The Committee was provided with an overview of collection development and allocations
(handout – appendix 1).
The collection development policy has been revised (http://www.lib.umt.edu/node/126).
The library continues to maximize access to information resources by acquisition of large
electronic journal packages and databases.
The Committee was apprised of eBook collections and circulation data of physical items
verses electronic items.
The library has added backfiles for the ScienceDirect electronic journals. This is a
tremendous addition of the full runs of over 2,000 journals now available online and will
greatly benefit UM students and faculty. Over the last few years, with the encouragement
and support of this committee, the library has been able to add electronic journal backfiles
for several large publishers including: Elsevier, Sage, Springer, and Taylor & Francis.
The library hired Susan Caro, Government Documents Specialist and Sam Meister, Digital
Archivist.
Recruiting for Bibliographic Management Librarian and Library Dean.

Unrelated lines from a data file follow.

//! Persists rating weights.

use std::sync::Arc;

use rank_core::{RatingId, TrustScore, WeightCalculator};
use rank_store::RecordStore;
use tracing::{debug, warn};

use crate::error::EngineResult;

/// Recomputes and stores the weight of a rating.
#[derive(Clone)]
pub struct RatingWeigher {
    store: Arc<dyn RecordStore>,
    calculator: WeightCalculator,
}

impl std::fmt::Debug for RatingWeigher {
    fn fmt(&self, f: &mut std::fmt::Formatter<'_>) -> std::fmt::Result {
        f.debug_struct("RatingWeigher")
            .field("calculator", &self.calculator)
            .finish_non_exhaustive()
    }
}

impl RatingWeigher {
    /// Create a weigher over `store`.
    #[must_use]
    pub fn new(store: Arc<dyn RecordStore>, calculator: WeightCalculator) -> Self {
        Self { store, calculator }
    }

    /// The weight formula in use.
    #[must_use]
    pub const fn calculator(&self) -> &WeightCalculator {
        &self.calculator
    }

    /// Re-read the rating and its author's live trust, then store the new
    /// weight and trust snapshot. Returns the weight.
    ///
    /// An unreadable author degrades to neutral trust rather than failing.
    pub fn recompute(&self, rating_id: RatingId) -> EngineResult<f64> {
        let rating = self.store.get_rating(rating_id)?;

        let trust = match self.store.get_user(rating.author_id) {
            Ok(author) => author.trust,
            Err(err) => {
                warn!(
                    rating_id = %rating_id,
                    author_id = %rating.author_id,
                    error = %err,
                    "Author trust unavailable, weighing with neutral trust"
                );
                TrustScore::NEUTRAL
            }
        };

        let factors = self.calculator.factors(&rating, trust);
        let weight = self.calculator.weight(&rating, trust);
        self.store
            .update_rating_weight(rating_id, weight, trust.value())?;

        debug!(
            rating_id = %rating_id,
            action = factors.action,
            quality = factors.quality,
            trust = factors.trust,
            community = factors.community,
            weight,
            "Rating weighed"
        );
        Ok(weight)
    }
}

#[cfg(test)]
mod tests {
    use super::*;
    use rank_core::{Item, Rating, ScoreRange, User, VoteCounters};
    use rank_store::{with_transaction, FaultKind, FaultyStore, MemoryStore};

    fn setup(store: &dyn RecordStore, comment: Option<&str>, trust: f64) -> Rating {
        let bounds = rank_core::TrustBounds::default();
        let user = User::new("reader", bounds.clamp(trust));
        let item = Item::new("Hyperion");
        let score = ScoreRange::default().check(7).expect("score");
        let rating = Rating::new(item.id, user.id, score, comment.map(str::to_string), user.trust);
        store.insert_user(user).expect("user");
        store.insert_item(item).expect("item");
        store.insert_rating(rating.clone()).expect("rating");
        rating
    }

    #[test]
    fn test_recompute_stores_weight_and_snapshot() {
        let store: Arc<dyn RecordStore> = Arc::new(MemoryStore::new());
        let rating = setup(store.as_ref(), Some("loved it"), 1.2);
        let weigher = RatingWeigher::new(Arc::clone(&store), WeightCalculator::default());

        let weight = weigher.recompute(rating.id).expect("recompute");
        assert!((weight - 1.2).abs() < 1e-12);

        let stored = store.get_rating(rating.id).expect("get");
        assert_eq!(stored.weight, weight);
        assert_eq!(stored.author_trust, 1.2);
    }

    #[test]
    fn test_recompute_reflects_votes() {
        let store: Arc<dyn RecordStore> = Arc::new(MemoryStore::new());
        let rating = setup(store.as_ref(), None, 1.0);
        with_transaction(store.as_ref(), |tx| {
            tx.set_vote_counters(rating.id, VoteCounters::new(9, 0))
        })
        .expect("counters");

        let weigher = RatingWeigher::new(Arc::clone(&store), WeightCalculator::default());
        let weight = weigher.recompute(rating.id).expect("recompute");
        assert!((weight - 0.75).abs() < 1e-12);
    }

    #[test]
    fn test_unreadable_author_degrades_to_neutral() {
        let faulty = Arc::new(FaultyStore::new(MemoryStore::new()));
        let rating = setup(faulty.as_ref(), Some("fine"), 1.4);
        faulty.fail(FaultKind::UserReads);

        let store: Arc<dyn RecordStore> = faulty.clone();
        let weigher = RatingWeigher::new(store, WeightCalculator::default());
        let weight = weigher.recompute(rating.id).expect("recompute");
        assert!((weight - 1.0).abs() < 1e-12);
        assert_eq!(faulty.inner().get_rating(rating.id).expect("get").author_trust, 1.0);
    }

    #[test]
    fn test_missing_rating_is_not_found() {
        let store: Arc<dyn RecordStore> = Arc::new(MemoryStore::new());
        let weigher = RatingWeigher::new(store, WeightCalculator::default());
        let err = weigher.recompute(RatingId::new()).unwrap_err();
        assert!(matches!(err, crate::EngineError::NotFound { kind: "rating", .. }));
    }
}
//! Per-rating confidence weights.
//!
//! A weight is the product of four bounded factors:
//!
//! - **action**: 1.0 for a rating with a comment, 0.5 without;
//! - **quality**: pluggable [`QualityScorer`], neutral 1.0 by default,
//!   clamped into [`WeightConfig::quality_min`]..=[`WeightConfig::quality_max`];
//! - **trust**: the author's live trust score, bounded by the trust clamp;
//! - **community**: `1 + 0.5 * log10(net_upvotes + 1)`, never below 1.0.
//!
//! The product is capped at [`WeightConfig::max_weight`].

use std::fmt;
use std::sync::Arc;

use serde::{Deserialize, Serialize};

use crate::model::Rating;
use crate::trust::TrustScore;
use crate::vote::VoteCounters;
use crate::CoreError;

/// Content-quality factor. Implementations must be cheap and side-effect free.
pub trait QualityScorer: Send + Sync {
    /// Quality factor for a rating; 1.0 is neutral.
    fn quality_weight(&self, rating: &Rating) -> f64;
}

/// Quality scorer that treats every rating as average.
#[derive(Debug, Clone, Copy, Default)]
pub struct NeutralQuality;

impl QualityScorer for NeutralQuality {
    fn quality_weight(&self, _rating: &Rating) -> f64 {
        1.0
    }
}

/// Tunables for the weight formula.
#[derive(Debug, Clone, Copy, PartialEq, Serialize, Deserialize)]
#[serde(default)]
pub struct WeightConfig {
    /// Action factor for ratings with a comment.
    pub commented_action: f64,
    /// Action factor for bare scores.
    pub bare_action: f64,
    /// Multiplier on the community log term.
    pub community_scale: f64,
    /// Lowest quality factor accepted from a scorer.
    pub quality_min: f64,
    /// Highest quality factor accepted from a scorer.
    pub quality_max: f64,
    /// Cap on the final weight.
    pub max_weight: f64,
}

impl Default for WeightConfig {
    fn default() -> Self {
        Self {
            commented_action: 1.0,
            bare_action: 0.5,
            community_scale: 0.5,
            quality_min: 0.5,
            quality_max: 1.5,
            max_weight: 10.0,
        }
    }
}

impl WeightConfig {
    /// Check that every factor stays positive and finite.
    ///
    /// # Errors
    ///
    /// Returns [`CoreError::InvalidParameter`] naming the first bad field.
    pub fn validate(&self) -> Result<(), CoreError> {
        let positive = [
            ("weight.commented_action", self.commented_action),
            ("weight.bare_action", self.bare_action),
            ("weight.quality_min", self.quality_min),
            ("weight.quality_max", self.quality_max),
            ("weight.max_weight", self.max_weight),
        ];
        for (name, value) in positive {
            if !(value.is_finite() && value > 0.0) {
                return Err(CoreError::InvalidParameter {
                    name,
                    reason: format!("must be positive and finite, got {value}"),
                });
            }
        }
        if !(self.community_scale.is_finite() && self.community_scale >= 0.0) {
            return Err(CoreError::InvalidParameter {
                name: "weight.community_scale",
                reason: format!("must be non-negative, got {}", self.community_scale),
            });
        }
        if self.quality_min > self.quality_max {
            return Err(CoreError::InvalidParameter {
                name: "weight.quality_min",
                reason: "exceeds quality_max".to_string(),
            });
        }
        Ok(())
    }
}

/// The four factors of a weight, kept for diagnostics.
#[derive(Debug, Clone, Copy, PartialEq, Serialize, Deserialize)]
pub struct WeightFactors {
    /// Effort factor.
    pub action: f64,
    /// Content-quality factor.
    pub quality: f64,
    /// Author trust factor.
    pub trust: f64,
    /// Community approval factor.
    pub community: f64,
}

impl WeightFactors {
    /// Uncapped product of the factors.
    #[must_use]
    pub fn product(&self) -> f64 {
        self.action * self.quality * self.trust * self.community
    }
}

/// Computes rating weights.
#[derive(Clone)]
pub struct WeightCalculator {
    config: WeightConfig,
    quality: Arc<dyn QualityScorer>,
}

impl fmt::Debug for WeightCalculator {
    fn fmt(&self, f: &mut fmt::Formatter<'_>) -> fmt::Result {
        f.debug_struct("WeightCalculator")
            .field("config", &self.config)
            .finish_non_exhaustive()
    }
}

impl Default for WeightCalculator {
    fn default() -> Self {
        Self::new(WeightConfig::default())
    }
}

impl WeightCalculator {
    /// Calculator with the neutral quality scorer.
    #[must_use]
    pub fn new(config: WeightConfig) -> Self {
        Self::with_quality(config, Arc::new(NeutralQuality))
    }

    /// Calculator with a custom quality scorer.
    #[must_use]
    pub fn with_quality(config: WeightConfig, quality: Arc<dyn QualityScorer>) -> Self {
        Self { config, quality }
    }

    /// Active configuration.
    #[must_use]
    pub const fn config(&self) -> &WeightConfig {
        &self.config
    }

    /// Effort factor.
    #[must_use]
    pub fn action_weight(&self, rating: &Rating) -> f64 {
        if rating.has_comment() {
            self.config.commented_action
        } else {
            self.config.bare_action
        }
    }

    /// Quality factor from the scorer, clamped; non-finite output is neutral.
    #[must_use]
    pub fn quality_weight(&self, rating: &Rating) -> f64 {
        let raw = self.quality.quality_weight(rating);
        if raw.is_finite() {
            raw.clamp(self.config.quality_min, self.config.quality_max)
        } else {
            1.0
        }
    }

    /// Community factor from vote counters.
    #[must_use]
    pub fn community_weight(&self, counters: &VoteCounters) -> f64 {
        let net = f64::from(counters.net_approval());
        1.0 + self.config.community_scale * (net + 1.0).log10()
    }

    /// All four factors for a rating given its author's current trust.
    #[must_use]
    pub fn factors(&self, rating: &Rating, trust: TrustScore) -> WeightFactors {
        WeightFactors {
            action: self.action_weight(rating),
            quality: self.quality_weight(rating),
            trust: trust.value(),
            community: self.community_weight(&rating.counters),
        }
    }

    /// Final, capped weight.
    #[must_use]
    pub fn weight(&self, rating: &Rating, trust: TrustScore) -> f64 {
        self.factors(rating, trust).product().min(self.config.max_weight)
    }
}
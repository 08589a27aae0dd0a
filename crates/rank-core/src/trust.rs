//! Bounded per-user trust scores.
//!
//! Trust evolves incrementally from rating and voting activity, and can be
//! recomputed from a user's full history by the reconciliation formula. Both
//! paths share one clamp, so a [`TrustScore`] produced here always lies within
//! its [`TrustBounds`].

use chrono::{DateTime, Utc};
use serde::{Deserialize, Serialize};

use crate::model::Rating;
use crate::CoreError;

/// A user's trust multiplier.
#[derive(Debug, Clone, Copy, PartialEq, PartialOrd, Serialize, Deserialize)]
#[serde(transparent)]
pub struct TrustScore(f64);

impl TrustScore {
    /// Neutral trust held by every new user under default bounds.
    pub const NEUTRAL: Self = Self(1.0);

    /// Returns the raw value.
    #[must_use]
    pub const fn value(self) -> f64 {
        self.0
    }
}

impl Default for TrustScore {
    fn default() -> Self {
        Self::NEUTRAL
    }
}

/// Floor, ceiling and starting value for trust scores.
#[derive(Debug, Clone, Copy, PartialEq, Serialize, Deserialize)]
#[serde(default)]
pub struct TrustBounds {
    /// Lowest reachable trust.
    pub floor: f64,
    /// Highest reachable trust.
    pub ceiling: f64,
    /// Trust assigned to newly registered users.
    pub initial: f64,
}

impl Default for TrustBounds {
    fn default() -> Self {
        Self {
            floor: 0.8,
            ceiling: 1.5,
            initial: 1.0,
        }
    }
}

impl TrustBounds {
    /// Check that the bounds are usable.
    ///
    /// # Errors
    ///
    /// Returns [`CoreError::InvalidParameter`] unless
    /// `0 < floor <= initial <= ceiling` and all values are finite.
    pub fn validate(&self) -> Result<(), CoreError> {
        let finite = self.floor.is_finite() && self.ceiling.is_finite() && self.initial.is_finite();
        if !finite || self.floor <= 0.0 {
            return Err(CoreError::InvalidParameter {
                name: "trust.bounds",
                reason: "bounds must be finite and the floor positive".to_string(),
            });
        }
        if !(self.floor <= self.initial && self.initial <= self.ceiling) {
            return Err(CoreError::InvalidParameter {
                name: "trust.bounds",
                reason: format!(
                    "expected floor <= initial <= ceiling, got {} / {} / {}",
                    self.floor, self.initial, self.ceiling
                ),
            });
        }
        Ok(())
    }

    /// Clamp a raw value into the bounds. NaN collapses to the floor.
    #[must_use]
    pub fn clamp(&self, value: f64) -> TrustScore {
        TrustScore(self.ceiling.min(self.floor.max(value)))
    }

    /// Apply a signed change to a previous score.
    #[must_use]
    pub fn apply(&self, previous: TrustScore, delta: f64) -> TrustScore {
        self.clamp(previous.0 + delta)
    }

    /// Trust for a newly registered user.
    #[must_use]
    pub fn initial_score(&self) -> TrustScore {
        self.clamp(self.initial)
    }

    /// Whether a raw value lies within the bounds.
    #[must_use]
    pub fn contains(&self, value: f64) -> bool {
        (self.floor..=self.ceiling).contains(&value)
    }
}

/// Reward constants for incremental updates and reconciliation.
#[derive(Debug, Clone, Copy, PartialEq, Serialize, Deserialize)]
#[serde(default)]
pub struct TrustPolicy {
    /// Weight above which a rating counts as high quality (strictly greater).
    pub high_quality_threshold: f64,
    /// Author reward for a high-quality rating.
    pub high_quality_reward: f64,
    /// Author reward for any other rating.
    pub participation_reward: f64,
    /// Author trust change per unit of vote net delta.
    pub vote_unit: f64,
    /// Voter reward for voting on someone else's rating.
    pub curation_reward: f64,
    /// Starting point of the reconciliation formula.
    pub reconcile_base: f64,
    /// Tenure period length in days.
    pub tenure_period_days: f64,
    /// Reward per tenure period.
    pub tenure_reward: f64,
    /// Reconciliation reward per high-quality rating.
    pub high_quality_bonus: f64,
    /// Reconciliation reward per upvote received.
    pub upvote_bonus: f64,
}

impl Default for TrustPolicy {
    fn default() -> Self {
        Self {
            high_quality_threshold: 0.8,
            high_quality_reward: 0.1,
            participation_reward: 0.02,
            vote_unit: 0.01,
            curation_reward: 0.001,
            reconcile_base: 1.0,
            tenure_period_days: 30.0,
            tenure_reward: 0.05,
            high_quality_bonus: 0.1,
            upvote_bonus: 0.01,
        }
    }
}

impl TrustPolicy {
    /// Check that every constant is finite and the tenure period positive.
    ///
    /// # Errors
    ///
    /// Returns [`CoreError::InvalidParameter`] naming the first bad constant.
    pub fn validate(&self) -> Result<(), CoreError> {
        let fields = [
            ("trust.policy.high_quality_threshold", self.high_quality_threshold),
            ("trust.policy.high_quality_reward", self.high_quality_reward),
            ("trust.policy.participation_reward", self.participation_reward),
            ("trust.policy.vote_unit", self.vote_unit),
            ("trust.policy.curation_reward", self.curation_reward),
            ("trust.policy.reconcile_base", self.reconcile_base),
            ("trust.policy.tenure_reward", self.tenure_reward),
            ("trust.policy.high_quality_bonus", self.high_quality_bonus),
            ("trust.policy.upvote_bonus", self.upvote_bonus),
        ];
        for (name, value) in fields {
            if !value.is_finite() {
                return Err(CoreError::InvalidParameter {
                    name,
                    reason: format!("must be finite, got {value}"),
                });
            }
        }
        if !(self.tenure_period_days.is_finite() && self.tenure_period_days > 0.0) {
            return Err(CoreError::InvalidParameter {
                name: "trust.policy.tenure_period_days",
                reason: "must be a positive number of days".to_string(),
            });
        }
        Ok(())
    }

    /// Whether a rating weight qualifies as high quality.
    #[must_use]
    pub fn is_high_quality(&self, weight: f64) -> bool {
        weight > self.high_quality_threshold
    }

    /// Author trust change for a freshly weighted rating.
    #[must_use]
    pub fn rating_reward(&self, weight: f64) -> f64 {
        if self.is_high_quality(weight) {
            self.high_quality_reward
        } else {
            self.participation_reward
        }
    }

    /// Author trust change for a vote transition with the given net delta.
    #[must_use]
    pub fn author_vote_delta(&self, net_delta: i32) -> f64 {
        f64::from(net_delta) * self.vote_unit
    }

    /// Voter trust change, `None` for self-votes.
    #[must_use]
    pub fn voter_reward(&self, self_vote: bool) -> Option<f64> {
        (!self_vote).then_some(self.curation_reward)
    }
}

/// Activity summary consumed by the reconciliation formula.
#[derive(Debug, Clone, Copy, Default, PartialEq, Serialize, Deserialize)]
pub struct ReconciliationInput {
    /// Fractional days since registration, never negative.
    pub days_since_registration: f64,
    /// Ratings whose stored weight exceeds the high-quality threshold.
    pub high_quality_ratings: u64,
    /// Upvotes received across all of the user's ratings.
    pub total_upvotes: u64,
}

impl ReconciliationInput {
    /// Summarise a user's ratings as of `now`.
    #[must_use]
    pub fn from_history(
        registered_at: DateTime<Utc>,
        now: DateTime<Utc>,
        ratings: &[Rating],
        policy: &TrustPolicy,
    ) -> Self {
        let hours = (now - registered_at).num_seconds().max(0) as f64 / 3600.0;
        let high_quality_ratings = ratings
            .iter()
            .filter(|r| policy.is_high_quality(r.weight))
            .count() as u64;
        let total_upvotes = ratings.iter().map(|r| u64::from(r.counters.upvotes)).sum();
        Self {
            days_since_registration: hours / 24.0,
            high_quality_ratings,
            total_upvotes,
        }
    }
}

/// Trust bounds and policy applied together.
#[derive(Debug, Clone, Copy, Default, PartialEq, Serialize, Deserialize)]
#[serde(default)]
pub struct TrustModel {
    /// Clamp bounds.
    pub bounds: TrustBounds,
    /// Reward constants.
    pub policy: TrustPolicy,
}

impl TrustModel {
    /// Validate bounds and policy.
    ///
    /// # Errors
    ///
    /// Returns the first [`CoreError::InvalidParameter`] found.
    pub fn validate(&self) -> Result<(), CoreError> {
        self.bounds.validate()?;
        self.policy.validate()
    }

    /// Author trust after one of their ratings was weighted.
    #[must_use]
    pub fn after_rating(&self, previous: TrustScore, weight: f64) -> TrustScore {
        self.bounds.apply(previous, self.policy.rating_reward(weight))
    }

    /// Author trust after a vote transition on one of their ratings.
    #[must_use]
    pub fn after_vote_received(&self, previous: TrustScore, net_delta: i32) -> TrustScore {
        self.bounds
            .apply(previous, self.policy.author_vote_delta(net_delta))
    }

    /// Voter trust after voting; unchanged for self-votes.
    #[must_use]
    pub fn after_vote_cast(&self, previous: TrustScore, self_vote: bool) -> TrustScore {
        match self.policy.voter_reward(self_vote) {
            Some(delta) => self.bounds.apply(previous, delta),
            None => previous,
        }
    }

    /// Full recomputation from activity history.
    #[must_use]
    pub fn reconcile(&self, input: &ReconciliationInput) -> TrustScore {
        let p = &self.policy;
        let tenure = (input.days_since_registration.max(0.0) / p.tenure_period_days) * p.tenure_reward;
        let raw = p.reconcile_base
            + tenure
            + input.high_quality_ratings as f64 * p.high_quality_bonus
            + input.total_upvotes as f64 * p.upvote_bonus;
        self.bounds.clamp(raw)
    }
}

Recruitments for
additional vacant positions will be postponed for the new Library Dean to initiate.
The library’s hours were shifted to balance gate count information (in an attempt to adjust
opening and closing hours to maximize use of the building) and standardizes hours across
semesters, summer, and intersessions. This schedule will remain in place for 2-3 years.
The Committee was informed of the racist slips found in the African American collection
and the steps that were taken to address the issue.
The Committee was provided with a handout of useage statistics for the top Databases and
EJournal Packages.
The library has a pilot project underway this year to begin digitizing the Kaimin. The full
digitization will take 3-5 years depending on funding.
The library is planning to digitize the legacy (pre-2007) UM Theses. Students will have the
right to restrict access to their thesis.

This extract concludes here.